Wednesday, November 15, 2006

Ricky goes to camp

...or to Syria, as the case may be.

I recently attended a pastors' conference where one speaker I admire made a passing reference to Rick Warren as "a punk." If you understand the context of the dude who was speaking, this was totally within character and actually somewhat funny. However, there were some of my fellow pastors who got their undershorts all in a bunch and grumbled about the pugilant pastor and his off-the-cuff remark.

I later unpacked the pastor's session for myself as I worked through and found application for his points to myself, and realized that I actually wasn't too happy myself with the "punk" statement; Rick is a brother, and I believe that he is doing what he thinks is God's work. The statement was, in the final analysis, good comedy, but poor in charity. I'm pretty sure the pastor who made the comment rues it... he's had to repent before, and I love him for his sometimes messy, always gritty "real-ness."

That and he doesn't have any patience with girly-men. Gotta love that. [Tim the Tool Man Taylor grunting:] Ar-ar-ar...

All that said, it seems that the appelation of "punk," while unwise and uncharitable, also isn't 100% off the mark.

Consider this article from the Syrian Arab News Agency, "American Priest [sic] Says no Peace without Syria," which includes the following atomic bomb of a comment:

Pastor Warren expressed admiration of Syria and the coexistence he saw between Muslims and Christians, stressing that he will convey this image to his church and country.

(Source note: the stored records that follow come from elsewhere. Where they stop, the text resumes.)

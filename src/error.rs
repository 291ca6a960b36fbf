use crate::{amount::AmountError, memo::MemoError};
use core::fmt;

/// An error occurred when parsing, validating or building a payment request.
///
/// Errors tied to a specific payment carry its parameter index, where
/// `None` stands for the first payment when it is written without an index.
#[derive(Clone, Debug, PartialEq, Eq, thiserror::Error)]
#[non_exhaustive]
pub enum Error {
    /// The input is not a well-formed `zcash:` URI.
    #[error("malformed payment URI: {0}")]
    ParseError(String),
    /// The URI has neither an address nor any query parameter.
    #[error("URI contains no address and no parameters")]
    InvalidUri,
    /// A parameter index has a leading zero, is zero, or exceeds 9999.
    #[error("invalid parameter index in {0:?}")]
    InvalidParamIndex(String),
    /// An address failed network or character-set validation.
    #[error("invalid address{}", at(.0))]
    InvalidAddress(Option<usize>),
    /// A Sprout address was given as a recipient.
    #[error("sprout recipients are not allowed{}", at(.0))]
    SproutRecipientsNotAllowed(Option<usize>),
    /// An amount exceeds the maximum supply. `0` is the unindexed payment.
    #[error("amount exceeds the maximum supply at payment {0}")]
    AmountExceededSupply(usize),
    /// An amount is negative or finer than one zatoshi. `0` is the unindexed payment.
    #[error("amount is negative or below one zatoshi at payment {0}")]
    AmountTooSmall(usize),
    /// A parameter value could not be parsed at all.
    #[error("invalid value for parameter {:?}{}", .param, at(.index))]
    InvalidParamValue {
        /// The parameter name.
        param: String,
        /// The payment index.
        index: Option<usize>,
    },
    /// A memo is not valid base64url.
    #[error("memo is not valid base64url")]
    InvalidBase64,
    /// A memo has an invalid length or content.
    #[error("invalid memo{}: {}", at(.1), .0)]
    MemoBytesError(MemoError, Option<usize>),
    /// The same parameter appears twice for one payment.
    #[error("duplicate parameter {:?}{}", .0, at(.1))]
    DuplicateParameter(String, Option<usize>),
    /// A payment has no recipient address.
    #[error("recipient address missing{}", at(.0))]
    RecipientMissing(Option<usize>),
    /// A memo is attached to a recipient that cannot receive memos.
    #[error("memos are not allowed for transparent recipients{}", at(.0))]
    TransparentMemoNotAllowed(Option<usize>),
    /// Payments in one request use addresses of different networks.
    #[error("payment request mixes addresses from different networks")]
    NetworkMismatchFound,
    /// A request holds more payments than can be indexed.
    #[error("too many payments in request: {0}")]
    TooManyPayments(usize),
    /// A `req-` parameter the parser does not recognize.
    #[error("unknown required parameter {0:?}")]
    UnknownRequiredParameter(String),
    /// An extension parameter uses a reserved name or the `req-` prefix.
    #[error("extension parameter uses reserved key {0:?}")]
    OtherParamUsesReservedKey(String),
    /// An extension parameter key is not a valid `paramname`.
    #[error("extension parameter key {0:?} is not a valid parameter name")]
    OtherParamEncodingError(String),
    /// A value is not valid `qchar` text or does not decode to UTF-8.
    #[error("failed to decode qchar value {0:?}")]
    QcharDecodeFailed(String),
}

impl Error {
    /// Returns the index of the payment the error is attributed to, if any.
    ///
    /// Amount errors report `0` for the unindexed payment, which is returned
    /// here as `None` like every other variant.
    #[must_use]
    pub fn payment_index(&self) -> Option<usize> {
        match self {
            Self::InvalidAddress(i)
            | Self::SproutRecipientsNotAllowed(i)
            | Self::InvalidParamValue { index: i, .. }
            | Self::MemoBytesError(_, i)
            | Self::DuplicateParameter(_, i)
            | Self::RecipientMissing(i)
            | Self::TransparentMemoNotAllowed(i) => *i,
            Self::AmountExceededSupply(i) | Self::AmountTooSmall(i) => optional_index(*i),
            _ => None,
        }
    }

    pub(crate) fn from_amount(e: AmountError, index: usize) -> Self {
        match e {
            AmountError::GreaterThanSupply => Self::AmountExceededSupply(index),
            AmountError::InvalidTextInput => Self::InvalidParamValue {
                param: "amount".into(),
                index: optional_index(index),
            },
            AmountError::NegativeAmount | AmountError::TooManyFractionalDigits => {
                Self::AmountTooSmall(index)
            }
        }
    }

    pub(crate) fn from_memo(e: MemoError, index: usize) -> Self {
        match e {
            MemoError::InvalidBase64Url => Self::InvalidBase64,
            e => Self::MemoBytesError(e, optional_index(index)),
        }
    }
}

/// Maps the unindexed sentinel `0` to `None`.
pub(crate) fn optional_index(index: usize) -> Option<usize> {
    (index != 0).then_some(index)
}

struct At(Option<usize>);

impl fmt::Display for At {
    fn fmt(&self, f: &mut fmt::Formatter<'_>) -> fmt::Result {
        match self.0 {
            Some(i) => write!(f, " at payment {i}"),
            None => Ok(()),
        }
    }
}

fn at(index: &Option<usize>) -> At {
    At(*index)
}
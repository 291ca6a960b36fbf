#![no_main]
use libfuzzer_sys::fuzz_target;
use zcash_payment_uri::{FormattingOptions, Network, ParserResult};

fuzz_target!(|data: &str| {
    for network in [Network::Mainnet, Network::Testnet, Network::Regtest] {
        let Ok(ParserResult::Request(req)) = zcash_payment_uri::parse(data, network) else {
            continue;
        };

        let uri = req.to_uri(FormattingOptions::EnumerateAllPayments);
        assert_eq!(
            zcash_payment_uri::parse(&uri, network),
            Ok(ParserResult::Request(req))
        );
    }
});
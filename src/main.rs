use vts_server::run;

#[tokio::main]
async fn main() {
    if let Err(err) = run().await {
        eprintln!("application error: {err}");
        std::process::exit(1);
    }
}
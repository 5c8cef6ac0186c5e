use crate::demo::{run_demo, DemoArgs};
use crate::server;
use clap::{Args, Parser, Subcommand};
use std::path::PathBuf;
use vts::error::AppError;

#[derive(Parser, Debug)]
#[command(
    name = "Vacation Tracking Service",
    about = "Run the leave tracking service or walk through a scripted leave workflow",
    version
)]
struct Cli {
    #[command(subcommand)]
    command: Option<Command>,
}

#[derive(Subcommand, Debug)]
enum Command {
    /// Start the HTTP service (default command)
    Serve(ServeArgs),
    /// Submit, decide, and withdraw sample requests against a seeded organization
    Demo(DemoArgs),
}

#[derive(Args, Debug, Default)]
pub(crate) struct ServeArgs {
    /// Override the configured host for the HTTP server
    #[arg(long)]
    pub(crate) host: Option<String>,
    /// Override the configured port for the HTTP server
    #[arg(long)]
    pub(crate) port: Option<u16>,
    /// JSON organization seed (locations, categories, employees, grants, restrictions)
    #[arg(long)]
    pub(crate) seed: Option<PathBuf>,
}

pub(crate) async fn run() -> Result<(), AppError> {
    let cli = Cli::parse();
    let command = cli
        .command
        .unwrap_or_else(|| Command::Serve(ServeArgs::default()));

    match command {
        Command::Serve(args) => server::run(args).await,
        Command::Demo(args) => run_demo(args),
    }
}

Syria is a major state sponsor of terror. Read: Syria pays people to blow up or otherwise mutilate Jews. Not even combatant Jewish soldiers; that at least is marginally comprehendable. Syrian-sponsored homicide bombers routinely try to blow themselves up with shrapnel-laden jury-rigged ordnance in heavily patronized urban areas specifically for the purpose of killing or maiming Jewish women and children. Dead Jewish men are just a bonus. A nice "icing on the cake" is if some Americans also get hurt. Not as much candy is passed out by "oppressed" "Palestinians" if any other sort of Westerner dies, but these heroic shahids aren't picky.

I don't doubt the authenticity of Warren's remarks as reported by SANA; I've read similar moral-equivalency statements from "America's pastor." And no, there is no context which could adequately mitigate the horrific moral inversion of it all.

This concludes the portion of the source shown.